Self-assembling modified neuropeptide S enhances nose-to-brain penetration and exerts a prolonged anxiolytic-like effect†
Abstract
Anxiety disorders are the most common mental diseases and can greatly disrupt everyday life. Although there has been substantial research on anxiety disorders, novel therapeutics are needed. Neuropeptide S (NPS) is a potential therapeutic candidate owing to its strong anxiolytic activity; however, some disadvantages, such as its poor metabolic stability and inability to cross the blood–brain barrier (BBB), limit its use in the clinic.
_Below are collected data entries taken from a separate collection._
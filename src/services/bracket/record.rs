//! Write side: administrator input → reconciled, encoded, persisted result.

use serde::{Deserialize, Serialize};
use sqlx::SqlitePool;

use super::addressing::pair_for;
use super::reason_codec::{EncodedReason, FinishReason};
use super::series::{reconcile, SeriesInput, SeriesMode, SeriesOutcome};
use super::{require_bracket, require_positive};
use crate::database::bracket_repo;
use crate::database::match_repo::{self, UpsertReport};
use crate::database::models::{MatchKey, MatchResultWrite, ReasonColumns};
use crate::types::errors::{LadderError, LadderResult};

/// What the administrator submits for one match.
#[derive(Debug, Clone, PartialEq, Eq, Serialize, Deserialize)]
#[serde(rename_all = "camelCase")]
pub struct ResultSubmission {
    pub bracket_id: String,
    pub round: u32,
    pub match_index: u32,
    pub winner_id: String,
    #[serde(default)]
    pub mode: SeriesMode,
    #[serde(default)]
    pub finish_reason: FinishReason,
    /// Player carrying a qualifying-stage win into this series.
    #[serde(default)]
    pub advantage_holder: Option<String>,
}

#[derive(Debug, Clone, PartialEq, Eq, Serialize)]
#[serde(rename_all = "camelCase")]
pub struct RecordedResult {
    pub key: MatchKey,
    pub outcome: SeriesOutcome,
    pub reason: EncodedReason,
    pub write: MatchResultWrite,
    pub report: UpsertReport,
}

/// Row values for a reconciled outcome. The reason carries the sanitized
/// advantage holder from the outcome, never the raw submitted one.
pub fn build_result_write(
    outcome: &SeriesOutcome,
    finish_reason: FinishReason,
) -> (EncodedReason, MatchResultWrite) {
    let reason = EncodedReason::new(finish_reason, outcome.advantage_holder.clone());
    let write = MatchResultWrite {
        winner_id: Some(outcome.winner_id.clone()),
        loser_id: Some(outcome.loser_id.clone()),
        winner_score: Some(i64::from(outcome.winner_score)),
        loser_score: Some(i64::from(outcome.loser_score)),
        reason: reason.encode(),
    };
    (reason, write)
}

/// Validate the submission against the round's current contestants,
/// reconcile the series and upsert the row.
pub async fn record_result(
    pool: &SqlitePool,
    submission: &ResultSubmission,
    columns: &ReasonColumns,
) -> LadderResult<RecordedResult> {
    require_positive("Round", submission.round)?;
    require_positive("Match index", submission.match_index)?;
    require_bracket(pool, &submission.bracket_id).await?;

    let key = MatchKey::new(
        submission.bracket_id.clone(),
        submission.round,
        submission.match_index,
    );

    let entries =
        bracket_repo::get_entries_for_round(pool, &submission.bracket_id, submission.round).await?;
    let (Some(a), Some(b)) = pair_for(&entries, submission.round, submission.match_index) else {
        return Err(LadderError::Validation(format!(
            "Match {key} is not playable: both slots must be assigned"
        )));
    };

    let input = SeriesInput {
        contestant_a: a.to_string(),
        contestant_b: b.to_string(),
        winner: submission.winner_id.clone(),
        advantage_holder: submission.advantage_holder.clone(),
        mode: submission.mode,
    };
    let outcome = reconcile(&input)?;
    let (reason, write) = build_result_write(&outcome, submission.finish_reason);

    let report = match_repo::upsert_match_result(pool, &key, &write, columns).await?;
    log::info!(
        "Recorded {key}: {} beat {} {}-{} ({})",
        outcome.winner_id,
        outcome.loser_id,
        outcome.winner_score,
        outcome.loser_score,
        write.reason
    );

    Ok(RecordedResult {
        key,
        outcome,
        reason,
        write,
        report,
    })
}

#[cfg(test)]
#[path = "tests/record_tests.rs"]
mod tests;
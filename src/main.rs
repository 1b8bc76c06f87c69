use clap::Parser;
use miette::Result;
use std::env;
use tracing_subscriber::{fmt, prelude::*, EnvFilter};

use okr::cli::commands;
use okr::cli::{Cli, Commands};

fn main() -> Result<()> {
    // Reset SIGPIPE to default behavior (terminate silently) for proper Unix piping.
    // Without this, piping to `head`, `grep -q`, etc. causes a panic on broken pipe.
    #[cfg(unix)]
    {
        unsafe {
            libc::signal(libc::SIGPIPE, libc::SIG_DFL);
        }
    }
    miette::set_hook(Box::new(|_| {
        Box::new(
            miette::MietteHandlerOpts::new()
                .terminal_links(true)
                .unicode(true)
                .context_lines(2)
                .tab_width(4)
                .build(),
        )
    }))?;

    let cli = Cli::parse();
    let global = cli.global;
    init_tracing(global.verbose);

    match cli.command {
        Commands::Init(args) => commands::init::run(args),
        Commands::List(args) => commands::list::run(args, &global),
        Commands::Show(args) => commands::show::run(args, &global),
        Commands::New(args) => commands::new::run(args, &global),
        Commands::Edit(args) => commands::edit::run(args, &global),
        Commands::Checkin(args) => commands::checkin::run(args, &global),
        Commands::Delete(args) => commands::delete::run(args, &global),
        Commands::Search(args) => commands::search::run(args, &global),
        Commands::Status(args) => commands::status::run(args, &global),
        Commands::Actions(args) => commands::actions::run(args, &global),
        Commands::Watch(args) => commands::watch::run(args, &global),
        Commands::Config(cmd) => commands::config::run(cmd, &global),
        Commands::Completions(args) => commands::completions::run(args),
    }
}

/// Logs go to stderr; `OKR_LOG` overrides the filter, `OKR_LOG_FORMAT=json`
/// switches to structured output
fn init_tracing(verbose: bool) {
    let filter = EnvFilter::try_from_env("OKR_LOG").unwrap_or_else(|_| {
        EnvFilter::new(if verbose { "okr=debug,warn" } else { "okr=warn" })
    });

    let format = env::var("OKR_LOG_FORMAT").unwrap_or_else(|_| "compact".to_string());

    let registry = tracing_subscriber::registry().with(filter);

    match format.as_str() {
        "json" => {
            registry
                .with(fmt::layer().json().with_ansi(false).with_writer(std::io::stderr))
                .init();
        }
        _ => {
            registry
                .with(fmt::layer().compact().with_writer(std::io::stderr))
                .init();
        }
    }
}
Herein, inspired by nose-to-brain drug delivery strategies, an endogenous 20-amino-acid-long mNPS peptide was modified by incorporating palmitic acid into its functional Lys12 side chain (M-3), which was expected to facilitate nose-to-brain penetration and exert a prolonged anxiolytic-like effect compared to mNPS. We found that M-3 assembled into nanofibers that retained the bioactivity of NPS and exhibited obvious improvements in metabolic stability. Notably, as expected, self-assembled M-3 was able to penetrate into the brain and exert anxiolytic effects. The elevated plus-maze (EPM) results further revealed that M-3 could produce prolonged anxiolytic-like effects in mice. In vivo imaging studies revealed that self-assembled M-3 could be efficiently transported from the nasal cavity to the brain. Furthermore, when intranasally administered, this molecule exhibited a significantly prolonged anxiolytic-like effect, which further illustrated that this molecule has a potent nose-to-brain penetration in vivo. Overall, this self-assembled nanofiber showed potent nose-to-brain penetration ability and prolonged bioactivity.